START DATA RECORDS

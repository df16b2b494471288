//! Parquet implementation of [`ScanEngine`].
//!
//! Per file:
//! - read the whole object through the table's storage backend and build a
//!   `ParquetRecordBatchReader` over the in-memory bytes,
//! - project the top-level columns the task needs that exist in the file,
//! - rebuild every batch against the task's read schema: partition columns
//!   come from the file's partition values, columns the file lacks are
//!   all-null, narrower physical types are cast to the effective type,
//! - apply the residual filter and project to the output columns.
use arrow::array::{new_null_array, Array, ArrayRef, RecordBatch, RecordBatchOptions, StringArray};
use arrow::compute::filter_record_batch;
use arrow::compute::kernels::cast::{can_cast_types, cast_with_options, CastOptions};
use arrow::datatypes::{DataType as ArrowDataType, Schema};
use async_trait::async_trait;
use bytes::Bytes;
use log::debug;
use parquet::arrow::{arrow_reader::ParquetRecordBatchReaderBuilder, ProjectionMask};
use snafu::prelude::*;
use std::sync::Arc;

use crate::scan::{evaluate::evaluate_predicate, FileScanTask, ScanEngine};
use crate::storage::TableLocation;
use crate::table::error::{
    ArrowSnafu, IncompatibleFileColumnSnafu, InvalidPartitionValueSnafu, ParquetReadSnafu,
    StorageSnafu, TableError,
};

/// Reads Parquet data files.
#[derive(Debug, Clone, Copy, Default)]
pub struct ParquetScanEngine;

impl ParquetScanEngine {
    /// Create the engine.
    pub fn new() -> Self {
        ParquetScanEngine
    }
}

#[async_trait]
impl ScanEngine for ParquetScanEngine {
    async fn scan_file(
        &self,
        location: &TableLocation,
        task: &FileScanTask,
    ) -> Result<Vec<RecordBatch>, TableError> {
        let path = location.resolve_data_path(task.file.path());
        let bytes = location.backend().read(&path).await.context(StorageSnafu)?;
        read_file(&path, bytes, task)
    }
}

fn read_file(path: &str, bytes: Bytes, task: &FileScanTask) -> Result<Vec<RecordBatch>, TableError> {
    let builder =
        ParquetRecordBatchReaderBuilder::try_new(bytes).context(ParquetReadSnafu { path })?;

    let wanted: Vec<&str> = task
        .read_schema
        .fields()
        .iter()
        .map(|f| f.name().as_str())
        .filter(|name| !task.partition_columns.iter().any(|p| p == name))
        .collect();
    let roots: Vec<usize> = builder
        .parquet_schema()
        .root_schema()
        .get_fields()
        .iter()
        .enumerate()
        .filter(|(_, f)| wanted.contains(&f.name()))
        .map(|(i, _)| i)
        .collect();

    let mut out = Vec::new();
    if roots.is_empty() {
        // Only partition columns or columns the file lacks: the row count
        // comes from the footer, no column chunk is read.
        let num_rows = usize::try_from(builder.metadata().file_metadata().num_rows()).unwrap_or(0);
        debug!("{path}: no stored column needed, {num_rows} row(s) from footer");
        if num_rows > 0 {
            let empty = RecordBatch::try_new_with_options(
                Arc::new(Schema::empty()),
                vec![],
                &RecordBatchOptions::new().with_row_count(Some(num_rows)),
            )
            .context(ArrowSnafu)?;
            push_batch(path, &empty, task, &mut out)?;
        }
        return Ok(out);
    }

    let mask = ProjectionMask::roots(builder.parquet_schema(), roots);
    let reader = builder
        .with_projection(mask)
        .build()
        .context(ParquetReadSnafu { path })?;

    for batch in reader {
        let batch = batch.context(ArrowSnafu)?;
        push_batch(path, &batch, task, &mut out)?;
    }
    Ok(out)
}

fn push_batch(
    path: &str,
    stored: &RecordBatch,
    task: &FileScanTask,
    out: &mut Vec<RecordBatch>,
) -> Result<(), TableError> {
    let num_rows = stored.num_rows();
    let columns = task
        .read_schema
        .fields()
        .iter()
        .map(|field| {
            let name = field.name();
            if task.partition_columns.iter().any(|p| p == name) {
                partition_column(path, task, name, field.data_type(), num_rows)
            } else {
                match stored.column_by_name(name) {
                    None => Ok(new_null_array(field.data_type(), num_rows)),
                    Some(array) => conform(path, name, array, field.data_type()),
                }
            }
        })
        .collect::<Result<Vec<ArrayRef>, TableError>>()?;

    let batch = RecordBatch::try_new_with_options(
        task.read_schema.clone(),
        columns,
        &RecordBatchOptions::new().with_row_count(Some(num_rows)),
    )
    .context(ArrowSnafu)?;

    let batch = match &task.residual {
        None => batch,
        Some(residual) => {
            let mask = evaluate_predicate(&batch, residual)?;
            filter_record_batch(&batch, &mask).context(ArrowSnafu)?
        }
    };
    if batch.num_rows() == 0 {
        return Ok(());
    }

    let indices = task
        .output_schema
        .fields()
        .iter()
        .map(|f| task.read_schema.index_of(f.name()))
        .collect::<Result<Vec<_>, _>>()
        .context(ArrowSnafu)?;
    out.push(batch.project(&indices).context(ArrowSnafu)?);
    Ok(())
}

fn partition_column(
    path: &str,
    task: &FileScanTask,
    column: &str,
    data_type: &ArrowDataType,
    num_rows: usize,
) -> Result<ArrayRef, TableError> {
    let Some(value) = task.file.add.partition_value(column).filter(|v| !v.is_empty()) else {
        return Ok(new_null_array(data_type, num_rows));
    };
    let strings: ArrayRef = Arc::new(StringArray::from(vec![value; num_rows]));
    if data_type == &ArrowDataType::Utf8 {
        return Ok(strings);
    }
    cast_with_options(&strings, data_type, &strict())
        .ok()
        .context(InvalidPartitionValueSnafu {
            column,
            value,
            path,
        })
}

fn conform(
    path: &str,
    column: &str,
    array: &ArrayRef,
    data_type: &ArrowDataType,
) -> Result<ArrayRef, TableError> {
    if array.data_type() == data_type {
        return Ok(array.clone());
    }
    let incompatible = || {
        IncompatibleFileColumnSnafu {
            path,
            column,
            found: array.data_type().to_string(),
            expected: data_type.to_string(),
        }
        .build()
    };
    if !can_cast_types(array.data_type(), data_type) {
        return Err(incompatible());
    }
    cast_with_options(array, data_type, &strict()).map_err(|_| incompatible())
}

fn strict() -> CastOptions<'static> {
    CastOptions {
        safe: false,
        ..Default::default()
    }
}
use std::fmt;
use std::str::FromStr;
use serde::{Serialize, Deserialize};
use thiserror::Error;
use crate::error::ProgressError;
use crate::sessions::{GroupKeyField, MetricField};
use super::calendar::{Period, PERIOD_LABELS};

pub const MIN_WINDOW_MONTHS: u32 = 1;
pub const MAX_WINDOW_MONTHS: u32 = 12;

/// Rejected query parameter
#[derive(Debug, Clone, PartialEq, Eq, Error)]
pub enum ParameterError {
    #[error("unknown metric family '{0}' (expected rate_1/power or rate_2/accuracy)")]
    UnknownMetric(String),
    #[error("unknown period granularity '{0}' (expected week, month, quarter or year)")]
    UnknownPeriod(String),
    #[error("window of {0} months is outside 1..=12")]
    WindowOutOfRange(u32),
    #[error("invalid window length '{0}'")]
    InvalidWindow(String),
    #[error("unknown group key '{0}' (expected power-level or accuracy-level)")]
    UnknownGroupKey(String),
}

impl From<ParameterError> for ProgressError {
    fn from(err: ParameterError) -> Self {
        ProgressError::invalid_parameter(err.to_string()).with_source("query")
    }
}

/// Which analysis the chart shows
#[derive(Debug, Clone, Copy, PartialEq, Eq, Hash, Default, Serialize, Deserialize)]
#[serde(rename_all = "snake_case")]
pub enum MetricFamily {
    /// Power analysis (rate_1)
    #[default]
    Power,
    /// Accuracy analysis (rate_2)
    Accuracy,
}

impl MetricFamily {
    pub fn as_str(&self) -> &'static str {
        match self {
            MetricFamily::Power => "power",
            MetricFamily::Accuracy => "accuracy",
        }
    }

    /// Group key the aggregate rows and chart series are keyed by
    pub fn display_factor(&self) -> GroupKeyField {
        match self {
            MetricFamily::Power => GroupKeyField::PowerLevel,
            MetricFamily::Accuracy => GroupKeyField::AccuracyLevel,
        }
    }

    pub fn metric_field(&self) -> MetricField {
        match self {
            MetricFamily::Power => MetricField::PowerPct,
            MetricFamily::Accuracy => MetricField::AccuracyPct,
        }
    }

    /// Column name of the moving average for this family
    pub fn average_column(&self) -> &'static str {
        match self {
            MetricFamily::Power => "Average_Power",
            MetricFamily::Accuracy => "Average_Accuracy",
        }
    }
}

impl fmt::Display for MetricFamily {
    fn fmt(&self, f: &mut fmt::Formatter<'_>) -> fmt::Result {
        f.write_str(self.as_str())
    }
}

impl FromStr for MetricFamily {
    type Err = ParameterError;

    fn from_str(s: &str) -> Result<Self, Self::Err> {
        match s.trim().to_ascii_lowercase().as_str() {
            "rate_1" | "power" | "power analysis" => Ok(MetricFamily::Power),
            "rate_2" | "accuracy" | "accuracy analysis" => Ok(MetricFamily::Accuracy),
            _ => Err(ParameterError::UnknownMetric(s.to_string())),
        }
    }
}

impl FromStr for Period {
    type Err = ParameterError;

    fn from_str(s: &str) -> Result<Self, Self::Err> {
        let wanted = s.trim();
        PERIOD_LABELS
            .iter()
            .find(|(label, _)| label.eq_ignore_ascii_case(wanted))
            .map(|(_, period)| *period)
            .ok_or_else(|| ParameterError::UnknownPeriod(s.to_string()))
    }
}

impl FromStr for GroupKeyField {
    type Err = ParameterError;

    fn from_str(s: &str) -> Result<Self, Self::Err> {
        match s.trim().to_ascii_lowercase().as_str() {
            "power-level" | "power_level" | "dlp" => Ok(GroupKeyField::PowerLevel),
            "accuracy-level" | "accuracy_level" | "dla" => Ok(GroupKeyField::AccuracyLevel),
            _ => Err(ParameterError::UnknownGroupKey(s.to_string())),
        }
    }
}

/// Trailing window length in calendar months, always within 1..=12
#[derive(Debug, Clone, Copy, PartialEq, Eq, Hash, PartialOrd, Ord, Serialize, Deserialize)]
#[serde(try_from = "u32", into = "u32")]
pub struct WindowMonths(u32);

impl WindowMonths {
    pub fn new(months: u32) -> Result<Self, ParameterError> {
        if (MIN_WINDOW_MONTHS..=MAX_WINDOW_MONTHS).contains(&months) {
            Ok(WindowMonths(months))
        } else {
            Err(ParameterError::WindowOutOfRange(months))
        }
    }

    pub fn get(&self) -> u32 {
        self.0
    }
}

impl Default for WindowMonths {
    fn default() -> Self {
        WindowMonths(3)
    }
}

impl TryFrom<u32> for WindowMonths {
    type Error = ParameterError;

    fn try_from(months: u32) -> Result<Self, Self::Error> {
        WindowMonths::new(months)
    }
}

impl From<WindowMonths> for u32 {
    fn from(window: WindowMonths) -> Self {
        window.0
    }
}

impl FromStr for WindowMonths {
    type Err = ParameterError;

    fn from_str(s: &str) -> Result<Self, Self::Err> {
        let months = s
            .trim()
            .parse::<u32>()
            .map_err(|_| ParameterError::InvalidWindow(s.to_string()))?;
        WindowMonths::new(months)
    }
}

/// The three parameters the dashboard sends with every chart request
#[derive(Debug, Clone, Copy, PartialEq, Eq, Serialize, Deserialize)]
pub struct ChartQuery {
    pub metric: MetricFamily,
    pub period: Period,
    pub window: WindowMonths,
}

impl ChartQuery {
    pub fn new(metric: MetricFamily, period: Period, window: WindowMonths) -> Self {
        ChartQuery { metric, period, window }
    }

    /// Validate raw parameters as received from the UI layer.
    /// Nothing is computed unless all three are valid.
    pub fn parse(metric: &str, period: &str, window_months: u32) -> Result<Self, ProgressError> {
        Ok(ChartQuery {
            metric: metric.parse()?,
            period: period.parse()?,
            window: WindowMonths::new(window_months)?,
        })
    }
}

END DATA RECORDS

**YOUR INSTRUCTIONS**. Copy, from the lines above, each one that holds "contains".

**SOLUTION BELOW**.
        .filter(|(_, f)| wanted.contains(&f.name()))
        if (MIN_WINDOW_MONTHS..=MAX_WINDOW_MONTHS).contains(&months) {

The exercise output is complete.